### Study material
BEGIN

//! Control-block nesting and statement-level checks.
//!
//! `BlockStack` pairs openers with closers in LIFO order. Frames never
//! leak across section headers or triggers: callers `drain` the stack at
//! those boundaries and at end of file, reporting each residual frame at
//! its own opening line.

use crate::models::Category;
use thiserror::Error;

/// Opening keyword to its single expected closer.
const BLOCK_PAIRS: &[(&str, &str)] = &[
    ("IF", "ENDIF"),
    ("WHILE", "ENDWHILE"),
    ("FOR", "ENDFOR"),
    ("FORCHARS", "ENDFOR"),
    ("FORCHARMEMORYTYPE", "ENDFOR"),
    ("FORCONTTYPE", "ENDFOR"),
    ("FORCHARLAYER", "ENDFOR"),
    ("FORCLIENTS", "ENDFOR"),
    ("FORITEMS", "ENDFOR"),
    ("FOROBJS", "ENDFOR"),
    ("FORCONT", "ENDFOR"),
    ("FORCONTID", "ENDFOR"),
    ("FORPLAYERS", "ENDFOR"),
    ("FORINSTANCES", "ENDFOR"),
    ("DORAND", "ENDDO"),
    ("DOSWITCH", "ENDDO"),
    ("DOSELECT", "ENDDO"),
    ("BEGIN", "END"),
];

const ELSE_WORDS: &[&str] = &["ELSE", "ELIF", "ELSEIF"];

/// Loop openers that need an argument but have a generic message.
const FOR_ARG_WORDS: &[&str] = &[
    "FORCHARS",
    "FORITEMS",
    "FOROBJS",
    "FORCONT",
    "FORCONTID",
    "FORCONTTYPE",
    "FORINSTANCES",
    "FORCHARLAYER",
    "FORCHARMEMORYTYPE",
];

pub fn closer_for(opener: &str) -> Option<&'static str> {
    BLOCK_PAIRS
        .iter()
        .find(|(open, _)| *open == opener)
        .map(|(_, close)| *close)
}

/// Canonical closer for a keyword. `ENDO`/`ENDOR` are accepted spellings
/// of `ENDDO`.
pub fn normalize_closer(word: &str) -> Option<&'static str> {
    match word {
        "ENDIF" => Some("ENDIF"),
        "ENDWHILE" => Some("ENDWHILE"),
        "ENDFOR" => Some("ENDFOR"),
        "ENDDO" | "ENDO" | "ENDOR" => Some("ENDDO"),
        "END" => Some("END"),
        _ => None,
    }
}

#[derive(Debug, Clone, PartialEq, Eq)]
pub struct BlockFrame {
    pub keyword: &'static str,
    pub line: usize,
}

#[derive(Debug, Clone, PartialEq, Eq, Error)]
/// Pairing violations. `Display` is the issue text after `BLOCK: `.
pub enum BlockError {
    #[error("'{0}' without opening block.")]
    Orphan(String),
    #[error("mismatch. '{opener}' closed by '{closer}' (expected {expected}).")]
    Mismatch {
        opener: &'static str,
        closer: String,
        expected: &'static str,
    },
    #[error("'{0}' without matching IF.")]
    DanglingElse(String),
}

#[derive(Debug, Default)]
pub struct BlockStack {
    frames: Vec<BlockFrame>,
}

impl BlockStack {
    pub fn new() -> Self {
        Self::default()
    }

    /// Feed one statement keyword (already uppercased).
    pub fn apply(&mut self, word: &str, line: usize) -> Result<(), BlockError> {
        if let Some(closer) = normalize_closer(word) {
            let frame = self
                .frames
                .pop()
                .ok_or_else(|| BlockError::Orphan(word.to_string()))?;
            let expected = closer_for(frame.keyword).unwrap_or("END");
            if closer != expected {
                return Err(BlockError::Mismatch {
                    opener: frame.keyword,
                    closer: word.to_string(),
                    expected,
                });
            }
            return Ok(());
        }
        if ELSE_WORDS.contains(&word) {
            return match self.frames.last() {
                Some(top) if top.keyword == "IF" => Ok(()),
                _ => Err(BlockError::DanglingElse(word.to_string())),
            };
        }
        if let Some((open, _)) = BLOCK_PAIRS.iter().find(|(open, _)| *open == word) {
            self.frames.push(BlockFrame {
                keyword: *open,
                line,
            });
            return Ok(());
        }
        Ok(())
    }

    /// Take every open frame, oldest first.
    pub fn drain(&mut self) -> Vec<BlockFrame> {
        std::mem::take(&mut self.frames)
    }
}

/// Argument and spelling checks on a single statement.
pub fn statement_issues(word: &str, has_args: bool) -> Vec<(Category, String)> {
    let mut out = Vec::new();
    match word {
        "DORAN" => out.push((
            Category::Typo,
            "TYPO: 'DORAN' found. Did you mean 'DORAND'?".to_string(),
        )),
        "EN" => out.push((
            Category::Typo,
            "TYPO: 'EN' found. Did you mean 'ENDO', 'ENDDO', or 'ENDIF'?".to_string(),
        )),
        _ => {}
    }
    if has_args {
        return out;
    }
    let logic = match word {
        "IF" | "ELSEIF" | "ELIF" => Some(format!("LOGIC: empty '{}' statement.", word)),
        "WHILE" => Some("LOGIC: WHILE missing condition.".to_string()),
        "FOR" => Some(
            "LOGIC: FOR missing expression (expected: FOR <expr>, FOR <start> <end>, or FOR <var> <start> <end>)."
                .to_string(),
        ),
        "DORAND" => Some("LOGIC: DORAND missing line count.".to_string()),
        "DOSWITCH" => Some("LOGIC: DOSWITCH missing line number.".to_string()),
        w if FOR_ARG_WORDS.contains(&w) => Some(format!("LOGIC: {} missing argument.", w)),
        _ => None,
    };
    if let Some(msg) = logic {
        out.push((Category::Logic, msg));
    }
    out
}

#[cfg(test)]
mod tests {
    use super::*;

    #[test]
    fn test_open_and_close_pairs() {
        let mut st = BlockStack::new();
        assert_eq!(st.apply("IF", 1), Ok(()));
        assert_eq!(st.apply("FORCHARS", 2), Ok(()));
        assert_eq!(st.apply("ENDFOR", 3), Ok(()));
        assert_eq!(st.apply("ELSE", 4), Ok(()));
        assert_eq!(st.apply("ENDIF", 5), Ok(()));
        assert!(st.drain().is_empty());
    }

    #[test]
    fn test_endo_spellings_close_do_blocks() {
        let mut st = BlockStack::new();
        st.apply("DORAND", 1).unwrap();
        assert_eq!(st.apply("ENDO", 4), Ok(()));
        st.apply("DOSWITCH", 5).unwrap();
        assert_eq!(st.apply("ENDOR", 8), Ok(()));
    }

    #[test]
    fn test_closer_without_opener() {
        let mut st = BlockStack::new();
        let err = st.apply("ENDIF", 3).unwrap_err();
        assert_eq!(err.to_string(), "'ENDIF' without opening block.");
    }

    #[test]
    fn test_mismatch_names_expected_closer() {
        let mut st = BlockStack::new();
        st.apply("WHILE", 1).unwrap();
        let err = st.apply("ENDIF", 2).unwrap_err();
        assert_eq!(
            err.to_string(),
            "mismatch. 'WHILE' closed by 'ENDIF' (expected ENDWHILE)."
        );
        // the mismatched frame is consumed
        assert!(st.drain().is_empty());
    }

    #[test]
    fn test_else_requires_if_on_top() {
        let mut st = BlockStack::new();
        assert!(matches!(st.apply("ELSE", 1), Err(BlockError::DanglingElse(_))));
        st.apply("IF", 2).unwrap();
        st.apply("FOR", 3).unwrap();
        assert!(matches!(st.apply("ELIF", 4), Err(BlockError::DanglingElse(_))));
        // else never mutates the stack
        assert_eq!(st.drain().len(), 2);
    }

    #[test]
    fn test_drain_keeps_opening_lines() {
        let mut st = BlockStack::new();
        st.apply("IF", 4).unwrap();
        st.apply("BEGIN", 9).unwrap();
        let frames = st.drain();
        assert_eq!(
            frames,
            vec![
                BlockFrame { keyword: "IF", line: 4 },
                BlockFrame { keyword: "BEGIN", line: 9 },
            ]
        );
        assert!(st.drain().is_empty());
    }

    #[test]
    fn test_statement_issues_missing_args_and_typos() {
        let msgs = |w: &str, a: bool| -> Vec<String> {
            statement_issues(w, a).into_iter().map(|(_, m)| m).collect()
        };
        assert_eq!(msgs("IF", false), vec!["LOGIC: empty 'IF' statement."]);
        assert!(msgs("IF", true).is_empty());
        assert_eq!(msgs("FOROBJS", false), vec!["LOGIC: FOROBJS missing argument."]);
        assert!(msgs("FORPLAYERS", false).is_empty());
        assert_eq!(statement_issues("DORAN", true)[0].0, Category::Typo);
        assert!(msgs("DOSWITCH", false)[0].contains("missing line number"));
    }
}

END

### Your assignment
Wherever a line of the entries holds the string "matches", copy that line.

### Written response
        assert!(matches!(st.apply("ELSE", 1), Err(BlockError::DanglingElse(_))));
        assert!(matches!(st.apply("ELIF", 4), Err(BlockError::DanglingElse(_))));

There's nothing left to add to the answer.